▶ EXERCISE OBJECTIVE
A complete answer lists every line of the material where the string "post" occurs.

▶ RECORDS TO USE

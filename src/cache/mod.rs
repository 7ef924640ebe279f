//! Response cache built on a pluggable key-value store.
//!
//! The cache is an optimization, never a dependency for correctness: every
//! layer degrades to a transparent pass-through (always miss) when the
//! backing store is unreachable.
//!
//! Layers, bottom up:
//! - [`CacheStore`] backends: Redis (bb8 pool, connection watcher), memory
//!   (DashMap with per-entry TTL), no-op (caching disabled).
//! - [`CacheManager`]: backend selection from configuration.
//! - [`CacheMonitor`]: hit/miss/set/error counters plus the fail-soft API
//!   the HTTP middleware consumes.
//!
//! # Configuration
//!
//! ```toml
//! [cache]
//! enabled = true
//! backend = "redis"   # or "memory"
//! default_ttl = 300
//!
//! [cache.memory]
//! max_size = 1000
//!
//! [cache.redis]
//! host = "127.0.0.1"
//! port = 6379
//! pool_size = 4
//! connection_timeout = 5
//! ping_interval = 5
//! key_prefix = "devmate"
//! ```
//!
//! `REDIS_URL` (preferred) or `REDIS_HOST`/`REDIS_PORT`/`REDIS_PASSWORD`
//! override the TOML connection settings at startup.

mod error;
mod manager;
mod memory;
mod monitor;
mod noop;
mod redis;
mod traits;

pub use error::CacheError;
pub use manager::CacheManager;
pub use memory::MemoryStore;
pub use monitor::{CacheMonitor, CacheStats};
pub use traits::{CacheStore, StoreInfo};

// Re-export config types
pub use crate::config::settings::{CacheBackend, CacheConfig, MemoryCacheConfig, RedisCacheConfig};
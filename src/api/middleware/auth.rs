//! JWT authentication middleware.
//!
//! The cache layer only ever reads the principal's identifier, so auth here
//! is deliberately small: a Bearer token is validated and the resulting
//! [`AuthUser`] is attached to the request extensions. Requests without a
//! valid token continue anonymously; handlers that require a principal call
//! [`require_auth`].

use axum::extract::{Request, State};
use axum::http::header;
use axum::middleware::Next;
use axum::response::Response;
use serde::{Deserialize, Serialize};

use crate::error::{AppError, AppResult};
use crate::state::AppState;
use crate::utils::jwt::{Claims, validate_token};

/// Authenticated principal attached to request extensions.
#[derive(Debug, Clone, Serialize, Deserialize)]
pub struct AuthUser {
    /// User ID from JWT claims
    pub user_id: i64,
    /// Username from JWT claims
    pub username: String,
}

impl From<Claims> for AuthUser {
    fn from(claims: Claims) -> Self {
        Self {
            user_id: claims.sub.parse().unwrap_or(0),
            username: claims.username,
        }
    }
}

/// Optional JWT authentication middleware.
///
/// A valid `Authorization: Bearer <token>` header attaches an [`AuthUser`]
/// extension; anything else leaves the request anonymous. Must run before
/// the cache middleware so cache keys see the principal.
pub async fn optional_auth_middleware(
    State(state): State<AppState>,
    mut request: Request,
    next: Next,
) -> Response {
    if let Some(auth_header) = request.headers().get(header::AUTHORIZATION)
        && let Ok(auth_str) = auth_header.to_str()
        && let Some(token) = auth_str.strip_prefix("Bearer ")
        && let Ok(claims) = validate_token(token, &state.auth_config.jwt_secret)
    {
        request.extensions_mut().insert(AuthUser::from(claims));
    }

    next.run(request).await
}

/// Turn an optional extension into a required principal.
pub fn require_auth(user: Option<&AuthUser>) -> AppResult<AuthUser> {
    user.cloned().ok_or_else(|| AppError::Unauthorized {
        message: "Authentication required".to_string(),
    })
}

#[cfg(test)]
mod tests {
    use super::*;
    use crate::utils::jwt::Claims;

    #[test]
    fn auth_user_from_claims() {
        let claims = Claims {
            sub: "123".to_string(),
            username: "octocat".to_string(),
            iat: 0,
            exp: 9_999_999_999,
        };
        let user = AuthUser::from(claims);
        assert_eq!(user.user_id, 123);
        assert_eq!(user.username, "octocat");
    }

    #[test]
    fn require_auth_rejects_anonymous() {
        assert!(matches!(
            require_auth(None),
            Err(AppError::Unauthorized { .. })
        ));

        let user = AuthUser {
            user_id: 1,
            username: "octocat".to_string(),
        };
        assert_eq!(require_auth(Some(&user)).unwrap().user_id, 1);
    }
}
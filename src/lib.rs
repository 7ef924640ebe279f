//! DevMate API
//!
//! Core library modules for the DevMate API server: an axum HTTP service
//! with a Redis-backed response cache.

use shadow_rs::shadow;
shadow!(build);

pub mod api;
pub mod cache;
pub mod cli;
pub mod config;
pub mod error;
pub mod logger;
pub mod models;
pub mod repositories;
pub mod server;
pub mod state;
pub mod utils;

pub use state::AppState;

pub fn pkg_version() -> &'static str {
    build::PKG_VERSION
}

pub fn clap_long_version() -> &'static str {
    build::CLAP_LONG_VERSION
}
//! Request and response DTOs for the API surface.

mod health;
mod post;
mod user;

pub use health::{CacheInfo, CacheStatsResponse, HealthResponse, ServiceHealth, ServicesStatus};
pub use post::{CreatePostRequest, PostResponse};
pub use user::{UpdateUserRequest, UserResponse};
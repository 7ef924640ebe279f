//! Application-wide error type.

use axum::Json;
use axum::http::StatusCode;
use axum::response::{IntoResponse, Response};
use serde::Serialize;
use thiserror::Error;

/// Application-wide error type that represents all possible errors in the
/// system.
///
/// Cache-layer failures never appear here: the cache degrades to a
/// pass-through instead of erroring a request.
#[derive(Error, Debug)]
pub enum AppError {
    /// Resource not found error with entity and identifier information
    #[error("Resource not found: {entity} with id={id}")]
    NotFound { entity: String, id: String },

    /// Validation error with field-specific details
    #[error("Validation failed for {field}: {reason}")]
    Validation { field: String, reason: String },

    /// Unauthorized access error with authentication message
    #[error("Unauthorized: {message}")]
    Unauthorized { message: String },

    /// Forbidden access error with authorization message
    #[error("Forbidden: {message}")]
    Forbidden { message: String },

    /// Internal error for unexpected failures
    #[error("Internal error")]
    Internal {
        #[source]
        source: anyhow::Error,
    },
}

impl From<anyhow::Error> for AppError {
    fn from(error: anyhow::Error) -> Self {
        AppError::Internal { source: error }
    }
}

/// Type alias for Result with AppError to simplify function signatures
pub type AppResult<T> = Result<T, AppError>;

/// JSON body returned for every error response.
#[derive(Debug, Serialize)]
struct ErrorBody {
    error: ErrorDetail,
}

#[derive(Debug, Serialize)]
struct ErrorDetail {
    code: &'static str,
    message: String,
}

impl AppError {
    fn status_code(&self) -> StatusCode {
        match self {
            AppError::NotFound { .. } => StatusCode::NOT_FOUND,
            AppError::Validation { .. } => StatusCode::BAD_REQUEST,
            AppError::Unauthorized { .. } => StatusCode::UNAUTHORIZED,
            AppError::Forbidden { .. } => StatusCode::FORBIDDEN,
            AppError::Internal { .. } => StatusCode::INTERNAL_SERVER_ERROR,
        }
    }

    fn code(&self) -> &'static str {
        match self {
            AppError::NotFound { .. } => "NOT_FOUND",
            AppError::Validation { .. } => "VALIDATION_ERROR",
            AppError::Unauthorized { .. } => "UNAUTHORIZED",
            AppError::Forbidden { .. } => "FORBIDDEN",
            AppError::Internal { .. } => "INTERNAL_ERROR",
        }
    }
}

impl IntoResponse for AppError {
    fn into_response(self) -> Response {
        let status = self.status_code();

        if status.is_server_error() {
            tracing::error!(error = %self, "Request failed");
        } else {
            tracing::debug!(error = %self, "Request rejected");
        }

        let body = ErrorBody {
            error: ErrorDetail {
                code: self.code(),
                message: self.to_string(),
            },
        };

        (status, Json(body)).into_response()
    }
}
//! JSON file-based storage.
//!
//! Each key maps to one file under the base directory:
//! `["versions", "1f3a"]` -> `<base>/versions/1f3a.json`.

use crate::{Storage, StorageError, StorageResult};
use async_trait::async_trait;
use serde::{de::DeserializeOwned, Serialize};
use std::path::PathBuf;
use tokio::fs;
use tracing::debug;

/// JSON file-based storage rooted at a base directory.
#[derive(Clone)]
pub struct JsonStorage {
    base_path: PathBuf,
}

impl JsonStorage {
    /// Create a storage handle at the given base directory.
    ///
    /// The directory is not touched until [`Storage::open`] is called.
    pub fn new(base_path: impl Into<PathBuf>) -> Self {
        Self {
            base_path: base_path.into(),
        }
    }

    fn key_to_path(&self, key: &[&str]) -> StorageResult<PathBuf> {
        crate::validate_key(key)?;

        // Append ".json" to the final segment rather than set_extension,
        // which would truncate a segment containing a dot ("v1.2" must map
        // to "v1.2.json", not "v1.json").
        let mut path = self.base_path.clone();
        if let Some((last, parents)) = key.split_last() {
            for component in parents {
                path.push(component);
            }
            path.push(format!("{last}.json"));
        }

        Ok(path)
    }

    fn prefix_to_dir(&self, prefix: &[&str]) -> PathBuf {
        let mut path = self.base_path.clone();
        for component in prefix {
            path.push(component);
        }
        path
    }
}

#[async_trait]
impl Storage for JsonStorage {
    async fn open(&self) -> StorageResult<()> {
        debug!(path = %self.base_path.display(), "Opening storage");
        fs::create_dir_all(&self.base_path).await?;
        Ok(())
    }

    async fn read<T: DeserializeOwned + Send>(&self, key: &[&str]) -> StorageResult<Option<T>> {
        let path = self.key_to_path(key)?;
        debug!(path = %path.display(), "Reading from storage");

        match fs::read_to_string(&path).await {
            Ok(content) => {
                let value: T = serde_json::from_str(&content)?;
                Ok(Some(value))
            }
            Err(e) if e.kind() == std::io::ErrorKind::NotFound => Ok(None),
            Err(e) => Err(StorageError::Io(e)),
        }
    }

    async fn write<T: Serialize + Send + Sync>(
        &self,
        key: &[&str],
        value: &T,
    ) -> StorageResult<()> {
        let path = self.key_to_path(key)?;
        debug!(path = %path.display(), "Writing to storage");

        if let Some(parent) = path.parent() {
            fs::create_dir_all(parent).await?;
        }

        let content = serde_json::to_string_pretty(value)?;

        // Write to a temp file, then rename, so a failed write never leaves
        // a partial record at the key.
        let temp_path = path.with_extension("json.tmp");
        fs::write(&temp_path, &content).await?;
        fs::rename(&temp_path, &path).await?;

        Ok(())
    }

    async fn remove(&self, key: &[&str]) -> StorageResult<()> {
        let path = self.key_to_path(key)?;
        debug!(path = %path.display(), "Removing from storage");

        match fs::remove_file(&path).await {
            Ok(()) => Ok(()),
            Err(e) if e.kind() == std::io::ErrorKind::NotFound => Ok(()),
            Err(e) => Err(StorageError::Io(e)),
        }
    }

    async fn list(&self, prefix: &[&str]) -> StorageResult<Vec<String>> {
        let dir = self.prefix_to_dir(prefix);
        debug!(path = %dir.display(), "Listing storage");

        let mut names = Vec::new();

        match fs::read_dir(&dir).await {
            Ok(mut entries) => {
                while let Some(entry) = entries.next_entry().await? {
                    let file_name = entry.file_name();
                    // Strip only the literal ".json" suffix so key segments
                    // containing dots round-trip unchanged.
                    if let Some(name) = file_name
                        .to_str()
                        .and_then(|n| n.strip_suffix(".json"))
                    {
                        if !name.is_empty() {
                            names.push(name.to_string());
                        }
                    }
                }
            }
            Err(e) if e.kind() == std::io::ErrorKind::NotFound => {
                // No directory yet means nothing stored under this prefix.
            }
            Err(e) => return Err(StorageError::Io(e)),
        }

        Ok(names)
    }
}

#[cfg(test)]
mod tests {
    use super::*;
    use serde::{Deserialize, Serialize};
    use tempfile::tempdir;

    #[derive(Debug, Clone, PartialEq, Serialize, Deserialize, Default)]
    struct TestData {
        name: String,
        value: i32,
    }

    #[tokio::test]
    async fn open_is_idempotent() {
        let dir = tempdir().unwrap();
        let storage = JsonStorage::new(dir.path().join("data"));
        storage.open().await.unwrap();
        storage.open().await.unwrap();
        assert!(dir.path().join("data").is_dir());
    }

    #[tokio::test]
    async fn write_and_read() {
        let dir = tempdir().unwrap();
        let storage = JsonStorage::new(dir.path());
        storage.open().await.unwrap();

        let data = TestData {
            name: "test".to_string(),
            value: 42,
        };

        storage.write(&["versions", "one"], &data).await.unwrap();

        let read: Option<TestData> = storage.read(&["versions", "one"]).await.unwrap();
        assert_eq!(read, Some(data));
    }

    #[tokio::test]
    async fn read_absent_key_is_none() {
        let dir = tempdir().unwrap();
        let storage = JsonStorage::new(dir.path());
        storage.open().await.unwrap();

        let read: Option<TestData> = storage.read(&["nonexistent"]).await.unwrap();
        assert_eq!(read, None);
    }

    #[tokio::test]
    async fn write_replaces_existing_value() {
        let dir = tempdir().unwrap();
        let storage = JsonStorage::new(dir.path());
        storage.open().await.unwrap();

        let first = TestData {
            name: "first".to_string(),
            value: 1,
        };
        let second = TestData {
            name: "second".to_string(),
            value: 2,
        };

        storage.write(&["key"], &first).await.unwrap();
        storage.write(&["key"], &second).await.unwrap();

        let read: Option<TestData> = storage.read(&["key"]).await.unwrap();
        assert_eq!(read.unwrap().name, "second");
    }

    #[tokio::test]
    async fn remove_absent_key_is_ok() {
        let dir = tempdir().unwrap();
        let storage = JsonStorage::new(dir.path());
        storage.open().await.unwrap();

        storage.remove(&["never", "written"]).await.unwrap();
    }

    #[tokio::test]
    async fn remove_deletes_value() {
        let dir = tempdir().unwrap();
        let storage = JsonStorage::new(dir.path());
        storage.open().await.unwrap();

        let data = TestData::default();
        storage.write(&["versions", "one"], &data).await.unwrap();
        storage.remove(&["versions", "one"]).await.unwrap();

        let read: Option<TestData> = storage.read(&["versions", "one"]).await.unwrap();
        assert_eq!(read, None);
    }

    #[tokio::test]
    async fn list_returns_child_names() {
        let dir = tempdir().unwrap();
        let storage = JsonStorage::new(dir.path());
        storage.open().await.unwrap();

        let data = TestData::default();
        storage.write(&["versions", "a"], &data).await.unwrap();
        storage.write(&["versions", "b"], &data).await.unwrap();
        storage.write(&["versions", "c"], &data).await.unwrap();

        let mut names = storage.list(&["versions"]).await.unwrap();
        names.sort();
        assert_eq!(names, vec!["a", "b", "c"]);
    }

    #[tokio::test]
    async fn list_absent_prefix_is_empty() {
        let dir = tempdir().unwrap();
        let storage = JsonStorage::new(dir.path());
        storage.open().await.unwrap();

        let names = storage.list(&["versions"]).await.unwrap();
        assert!(names.is_empty());
    }

    #[tokio::test]
    async fn invalid_keys_are_rejected() {
        let dir = tempdir().unwrap();
        let storage = JsonStorage::new(dir.path());
        storage.open().await.unwrap();

        let data = TestData::default();

        // Empty key
        assert!(storage.write(&[], &data).await.is_err());

        // Path traversal attempt
        assert!(storage.write(&["..", "etc", "passwd"], &data).await.is_err());

        // Slash in component
        assert!(storage.write(&["path/traversal"], &data).await.is_err());
    }

    #[tokio::test]
    async fn dotted_key_components_map_to_distinct_files() {
        let dir = tempdir().unwrap();
        let storage = JsonStorage::new(dir.path());
        storage.open().await.unwrap();

        let a = TestData {
            name: "a".to_string(),
            value: 1,
        };
        let b = TestData {
            name: "b".to_string(),
            value: 2,
        };

        storage.write(&["versions", "v1.2"], &a).await.unwrap();
        storage.write(&["versions", "v1.3"], &b).await.unwrap();

        let read_a: Option<TestData> = storage.read(&["versions", "v1.2"]).await.unwrap();
        let read_b: Option<TestData> = storage.read(&["versions", "v1.3"]).await.unwrap();
        assert_eq!(read_a, Some(a));
        assert_eq!(read_b, Some(b));

        let mut names = storage.list(&["versions"]).await.unwrap();
        names.sort();
        assert_eq!(names, vec!["v1.2", "v1.3"]);
    }

    #[tokio::test]
    async fn no_temp_file_remains_after_write() {
        let dir = tempdir().unwrap();
        let storage = JsonStorage::new(dir.path());
        storage.open().await.unwrap();

        let data = TestData::default();
        storage.write(&["versions", "a"], &data).await.unwrap();

        let names = storage.list(&["versions"]).await.unwrap();
        assert_eq!(names, vec!["a"]);
        assert!(!dir.path().join("versions/a.json.tmp").exists());
    }
}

▶ ANSWER SECTION
mod post;
pub use post::{CreatePostRequest, PostResponse};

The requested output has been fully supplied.